In a House Education and Labor Committee hearing Monday, lawmakers predicted the ongoing coronavirus pandemic could widen racial funding gaps between wealthy and low-income public school districts.
Reports cited by committee members suggest public schools already have a $23 billion racial funding gap between districts serving predominantly students of color compared to districts with a majority of white students. According to Education Trust, school districts with the largest populations of Black, Latino, or American Indian students receive approximately $1,800, or 13%, less per student in state and local funding than those with fewest students of color.
“While wealthier districts can fall back on property tax revenue, low-income public school districts will have to continue to rely heavily on state funding,” Chairman Bobby Scott (D-Virginia) said. “For school districts that predominantly serve students of color, the severe cuts in education and supporting social service programs will come at a time of greatest need.”

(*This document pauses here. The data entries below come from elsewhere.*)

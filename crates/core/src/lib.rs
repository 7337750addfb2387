//! `walletd-core`: wallet foundation building blocks.
//!
//! This crate contains **pure** primitives (no infrastructure concerns).

pub mod clock;
pub mod cursor;
pub mod error;
pub mod id;

pub use cursor::Cursor;
pub use error::{WalletError, WalletResult};
pub use id::{OwnerId, TransactionId, WalletId};
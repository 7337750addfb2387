use axum::{Router, routing::get};

pub mod system;
pub mod wallet;

/// Router for all authenticated (owner-scoped) endpoints.
pub fn router() -> Router {
    Router::new()
        .route("/whoami", get(system::whoami))
        .merge(wallet::router())
}

/// Router for endpoints that need no bearer token.
pub fn public_router() -> Router {
    wallet::public_router()
}
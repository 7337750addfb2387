//! Owner profiles and list-response enrichment.

use chrono::{DateTime, Utc};
use serde::{Deserialize, Serialize};

use walletd_core::{OwnerId, WalletId};

use crate::wallet::{Wallet, WalletStatus};

/// Owner data resolved from the owner directory.
#[derive(Debug, Clone, PartialEq, Eq, Serialize, Deserialize)]
pub struct OwnerProfile {
    pub id: OwnerId,
    pub name: String,
}

/// A wallet with its owner resolved. Built per list request, never persisted.
#[derive(Debug, Clone, PartialEq, Eq, Serialize, Deserialize)]
pub struct EnrichedWallet {
    pub id: WalletId,
    pub owned_by: OwnerProfile,
    pub status: WalletStatus,
    pub balance: i64,
    pub created_at: DateTime<Utc>,
    pub updated_at: DateTime<Utc>,
}

impl EnrichedWallet {
    pub fn new(wallet: Wallet, owner: OwnerProfile) -> Self {
        Self {
            id: wallet.id,
            owned_by: owner,
            status: wallet.status,
            balance: wallet.balance,
            created_at: wallet.created_at,
            updated_at: wallet.updated_at,
        }
    }
}
//! Tracing subscriber initialization.
//!
//! JSON lines by default; `WALLETD_LOG_FORMAT=pretty` switches to the
//! human-readable formatter for local runs.

use std::str::FromStr;

use thiserror::Error;
use tracing_subscriber::EnvFilter;

pub const DEFAULT_FILTER: &str = "info";

#[derive(Debug, Clone, Copy, Default, PartialEq, Eq)]
pub enum LogFormat {
    #[default]
    Json,
    Pretty,
}

#[derive(Debug, Error, Clone, PartialEq, Eq)]
#[error("unknown log format {0:?} (expected \"json\" or \"pretty\")")]
pub struct UnknownLogFormat(pub String);

impl FromStr for LogFormat {
    type Err = UnknownLogFormat;

    fn from_str(s: &str) -> Result<Self, Self::Err> {
        match s.trim().to_ascii_lowercase().as_str() {
            "json" => Ok(LogFormat::Json),
            "pretty" => Ok(LogFormat::Pretty),
            _ => Err(UnknownLogFormat(s.to_string())),
        }
    }
}

impl LogFormat {
    /// `WALLETD_LOG_FORMAT`, falling back to JSON when unset or unknown.
    pub fn from_env() -> Self {
        std::env::var("WALLETD_LOG_FORMAT")
            .ok()
            .and_then(|raw| raw.parse().ok())
            .unwrap_or_default()
    }
}

/// Install the global subscriber. Later calls are no-ops.
pub fn init(format: LogFormat) {
    let filter = EnvFilter::try_from_default_env()
        .unwrap_or_else(|_| EnvFilter::new(DEFAULT_FILTER));

    let builder = tracing_subscriber::fmt()
        .with_env_filter(filter)
        .with_target(false);

    let _ = match format {
        LogFormat::Json => builder
            .json()
            .with_timer(tracing_subscriber::fmt::time::SystemTime)
            .with_current_span(true)
            .try_init(),
        LogFormat::Pretty => builder.pretty().try_init(),
    };
}
use axum::http::StatusCode;
use axum::response::IntoResponse;
use serde::Serialize;
use serde_json::json;
use tracing::error;

use walletd_core::WalletError;

/// Every wallet failure maps to exactly one status.
pub fn status_for(err: &WalletError) -> StatusCode {
    match err {
        WalletError::NotFound(_) | WalletError::Disabled => StatusCode::NOT_FOUND,
        WalletError::AlreadyExists(_) | WalletError::Conflict(_) => StatusCode::CONFLICT,
        WalletError::AlreadyEnabled
        | WalletError::AlreadyDisabled
        | WalletError::BadCursor(_)
        | WalletError::BadInput(_) => StatusCode::BAD_REQUEST,
        WalletError::InsufficientFunds { .. } => StatusCode::UNPROCESSABLE_ENTITY,
        WalletError::Unauthenticated => StatusCode::UNAUTHORIZED,
        WalletError::Timeout => StatusCode::GATEWAY_TIMEOUT,
        WalletError::Internal(_) => StatusCode::INTERNAL_SERVER_ERROR,
    }
}

pub fn wallet_error_response(err: WalletError) -> axum::response::Response {
    let status = status_for(&err);
    if status.is_server_error() {
        error!(code = err.code(), error = %err, "wallet request failed");
    }
    json_error(status, err.code(), err.to_string())
}

/// `{"status": "success", "data": ...}`
pub fn success(status: StatusCode, data: impl Serialize) -> axum::response::Response {
    (
        status,
        axum::Json(json!({
            "status": "success",
            "data": data,
        })),
    )
        .into_response()
}

/// `{"status": "fail", "data": {"error": ..., "message": ...}}`
pub fn json_error(
    status: StatusCode,
    code: &'static str,
    message: impl Into<String>,
) -> axum::response::Response {
    (
        status,
        axum::Json(json!({
            "status": "fail",
            "data": {
                "error": code,
                "message": message.into(),
            },
        })),
    )
        .into_response()
}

Now, the Center on Budget and Policy Priorities projects states will face a $615 billion revenue shortfall over the next three years due to the pandemic. Scott said education funding makes up, on average, 40% of state budgets. Former Secretary of Education John King Jr. added during testimony in the hearing that districts get 90% or more of their funding from state and local dollars.

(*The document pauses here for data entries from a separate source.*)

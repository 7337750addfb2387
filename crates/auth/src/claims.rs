use chrono::{DateTime, Utc};
use serde::{Deserialize, Serialize};
use thiserror::Error;

use walletd_core::OwnerId;

/// Claims carried by a wallet owner's bearer token.
#[derive(Debug, Clone, PartialEq, Eq, Serialize, Deserialize)]
pub struct OwnerClaims {
    /// The owner the token speaks for.
    pub sub: OwnerId,

    pub issued_at: DateTime<Utc>,

    pub expires_at: DateTime<Utc>,
}

#[derive(Debug, Error, Clone, PartialEq, Eq)]
pub enum TokenValidationError {
    #[error("malformed token: {0}")]
    Malformed(String),

    #[error("token signature is invalid")]
    BadSignature,

    #[error("token has expired")]
    Expired,

    #[error("token not yet valid (issued_at is in the future)")]
    NotYetValid,

    #[error("invalid token time window (expires_at <= issued_at)")]
    InvalidTimeWindow,
}

/// Deterministically validate token claims against `now`.
///
/// Signature checks happen before this, in the [`crate::Authenticator`].
pub fn validate_claims(claims: &OwnerClaims, now: DateTime<Utc>) -> Result<(), TokenValidationError> {
    if claims.expires_at <= claims.issued_at {
        return Err(TokenValidationError::InvalidTimeWindow);
    }
    if now < claims.issued_at {
        return Err(TokenValidationError::NotYetValid);
    }
    if now >= claims.expires_at {
        return Err(TokenValidationError::Expired);
    }
    Ok(())
}
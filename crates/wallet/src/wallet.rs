use chrono::{DateTime, Utc};
use serde::{Deserialize, Serialize};

use walletd_core::{OwnerId, WalletError, WalletId};

use crate::transaction::{Amount, Direction, TransactionStatus};

/// Wallet lifecycle status. `Uninitialized` is simply "no row yet".
#[derive(Debug, Clone, Copy, PartialEq, Eq, Hash, Serialize, Deserialize)]
#[serde(rename_all = "lowercase")]
pub enum WalletStatus {
    Enabled,
    Disabled,
}

impl WalletStatus {
    pub fn as_str(self) -> &'static str {
        match self {
            WalletStatus::Enabled => "enabled",
            WalletStatus::Disabled => "disabled",
        }
    }

    pub fn parse(s: &str) -> Option<Self> {
        match s {
            "enabled" => Some(WalletStatus::Enabled),
            "disabled" => Some(WalletStatus::Disabled),
            _ => None,
        }
    }

    /// Error reported when a read requires `self` but the wallet is in the other state.
    pub fn mismatch_error(self) -> WalletError {
        match self {
            WalletStatus::Enabled => WalletError::Disabled,
            WalletStatus::Disabled => WalletError::AlreadyEnabled,
        }
    }
}

impl core::fmt::Display for WalletStatus {
    fn fmt(&self, f: &mut core::fmt::Formatter<'_>) -> core::fmt::Result {
        f.write_str(self.as_str())
    }
}

/// A balance-bearing account owned by exactly one owner.
///
/// `balance` is a cached projection of the wallet's successful transactions;
/// it only changes together with a ledger row (see [`Posting`]).
#[derive(Debug, Clone, PartialEq, Eq, Serialize, Deserialize)]
pub struct Wallet {
    pub id: WalletId,
    pub owner_id: OwnerId,
    pub status: WalletStatus,
    pub balance: i64,
    pub created_at: DateTime<Utc>,
    pub updated_at: DateTime<Utc>,
}

/// Allowed status change, checked optimistically against the stored status.
#[derive(Debug, Clone, Copy, PartialEq, Eq)]
pub struct StatusTransition {
    pub from: WalletStatus,
    pub to: WalletStatus,
}

impl StatusTransition {
    pub fn enable() -> Self {
        Self {
            from: WalletStatus::Disabled,
            to: WalletStatus::Enabled,
        }
    }

    pub fn disable() -> Self {
        Self {
            from: WalletStatus::Enabled,
            to: WalletStatus::Disabled,
        }
    }

    /// Error reported when the `from` precondition does not hold.
    pub fn precondition_error(&self) -> WalletError {
        match self.to {
            WalletStatus::Enabled => WalletError::AlreadyEnabled,
            WalletStatus::Disabled => WalletError::AlreadyDisabled,
        }
    }
}

/// Planned effect of a deposit or withdrawal, applied atomically with its ledger row.
#[derive(Debug, Clone, Copy, PartialEq, Eq)]
pub struct Posting {
    pub direction: Direction,
    pub amount: Amount,
    /// Balance the plan was computed from (compare-and-swap precondition).
    pub expected_balance: i64,
    /// `None` when the attempt is recorded as failed and the balance stays put.
    pub new_balance: Option<i64>,
    pub status: TransactionStatus,
}

impl Posting {
    pub fn balance_after(&self) -> i64 {
        self.new_balance.unwrap_or(self.expected_balance)
    }
}

impl Wallet {
    /// A freshly initialized wallet: enabled, zero balance.
    pub fn open(owner_id: OwnerId, now: DateTime<Utc>) -> Self {
        Self {
            id: WalletId::new(),
            owner_id,
            status: WalletStatus::Enabled,
            balance: 0,
            created_at: now,
            updated_at: now,
        }
    }

    pub fn is_enabled(&self) -> bool {
        self.status == WalletStatus::Enabled
    }

    /// Check the wallet is in `required` state, reporting the distinct mismatch kind otherwise.
    pub fn require(&self, required: WalletStatus) -> Result<(), WalletError> {
        if self.status == required {
            Ok(())
        } else {
            Err(required.mismatch_error())
        }
    }

    /// Decide the balance effect of a deposit or withdrawal.
    ///
    /// Only enabled wallets move money. An overdrawing withdrawal is not an
    /// error here: it plans a `Failed` row so the attempt stays visible in the
    /// ledger, and the caller reports `InsufficientFunds` after recording it.
    pub fn plan(&self, direction: Direction, amount: Amount) -> Result<Posting, WalletError> {
        self.require(WalletStatus::Enabled)?;

        let (new_balance, status) = match direction {
            Direction::Deposit => {
                let next = self
                    .balance
                    .checked_add(amount.get())
                    .ok_or_else(|| WalletError::bad_input("deposit would overflow the balance"))?;
                (Some(next), TransactionStatus::Success)
            }
            Direction::Withdraw => {
                let next = self.balance - amount.get();
                if next < 0 {
                    (None, TransactionStatus::Failed)
                } else {
                    (Some(next), TransactionStatus::Success)
                }
            }
        };

        Ok(Posting {
            direction,
            amount,
            expected_balance: self.balance,
            new_balance,
            status,
        })
    }

    /// Evolve in-memory state from a posting that the store accepted.
    pub fn apply(&mut self, posting: &Posting, now: DateTime<Utc>) {
        if let Some(next) = posting.new_balance {
            self.balance = next;
            self.updated_at = now;
        }
    }
}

A 2011 U.S. Department of Education study confirmed state and local funds are inequitably distributed between schools that do and don’t receive Title I funds. A 2018 report released by the U.S. Commission on Civil Rights, which also cited the department's findings, found school funding inequities between high-poverty and low-poverty districts persisted. It added that in the past three decades, increasing wealth disparities and the concentration of poverty in certain areas have disproportionately affected racial and ethnic minorities.
"Low-income students and students of color are often relegated to low-quality school facilities that lack equitable access to teachers, instructional materials, technology and technology support, critical facilities, and physical maintenance," the report said.
Many educators, advocates and lawmakers have suspected these trends will continue to be true in the wake of COVID-19 unless the federal government steps in with targeted funding.
Vulnerable populations are most at-risk during cuts
States have already begun to cut their budgets after a pandemic-triggered recession — in some places, these cuts could reach 30%, King said.
"One issue we worry about most is how cuts are made inside the district," Marguerite Roza, director of the Edunomics Lab at Georgetown University, told Education Dive in an email. Districts, she said, often decide layoffs based on seniority, and historically this method has impacted districts' highest-poverty schools the most.
Many states, Roza said, now use a funding target where local and state revenue are factored in to reach a target spending level for each district, with a higher target for a district with more students in poverty. If states choose to lower those targets, cuts will be made more equitably, she predicted. But if a state just cuts its funding portion, that would more likely hurt districts with lower property wealth.
The impact of the racial funding gap has already been made clear during closures. High-income districts were more likely than low-income districts to have the infrastructure in place to transition to remote learning. Now, Black and Hispanic students are expected to have fallen more behind when schools reopen.
The safe reopening of schools and the economy is “especially” important for those from vulnerable socioeconomic backgrounds, Foundation for Research on Equal Opportunity President Avik Roy said in Monday's hearing, suggesting these populations are also going to be hit hardest by a recession.
“If you look historically," Roy said, "anytime we’ve had a severe recession — whether it was the recession of the early 1980s or the recession of 2008 — minorities and low-income Americans were always the ones who were most harmed.”
Reopening schools will also likely be easier for wealthier districts with infrastructure in place to take health and safety precautions, as well as provide continuity during hybrid learning.
According to Rep. David Norcross (R-New Jersey), schools located particularly in areas with challenging budgets, like urban areas, are not getting direction in how to prepare for the coming school year.
“We are in June, July, August — the construction period for schools — yet we are not seeing schools follow any standards,” Norcross said. “What’s going to happen if they don’t have their facilities set up for this COVID?”
Earlier this month, the Government Accountability Office confirmed 41% of districts, or approximately 36,000 school buildings, have problems with their heating, ventilation and air conditioning systems. High-poverty schools, according to the report, are more likely to rely on state funds for building repairs.
National Education Association President Lily Eskelsen García said in a statement that "too often" schools serving primarily Black and Hispanic communities and in rural and urban areas face challenges "ranging from moldy ceiling tiles to inoperable heating and cooling systems."
An infrastructure package introduced Monday by Democrats in both the Senate and House, which includes the Reopen and Rebuild America’s Schools Act, would give $130 billion to high-poverty schools with unhealthy and unsafe facilities.
In the hearing, King proposed that future federal stabilization funding include a provision to ensure states and districts distribute funds equitably and see that vulnerable students are supported.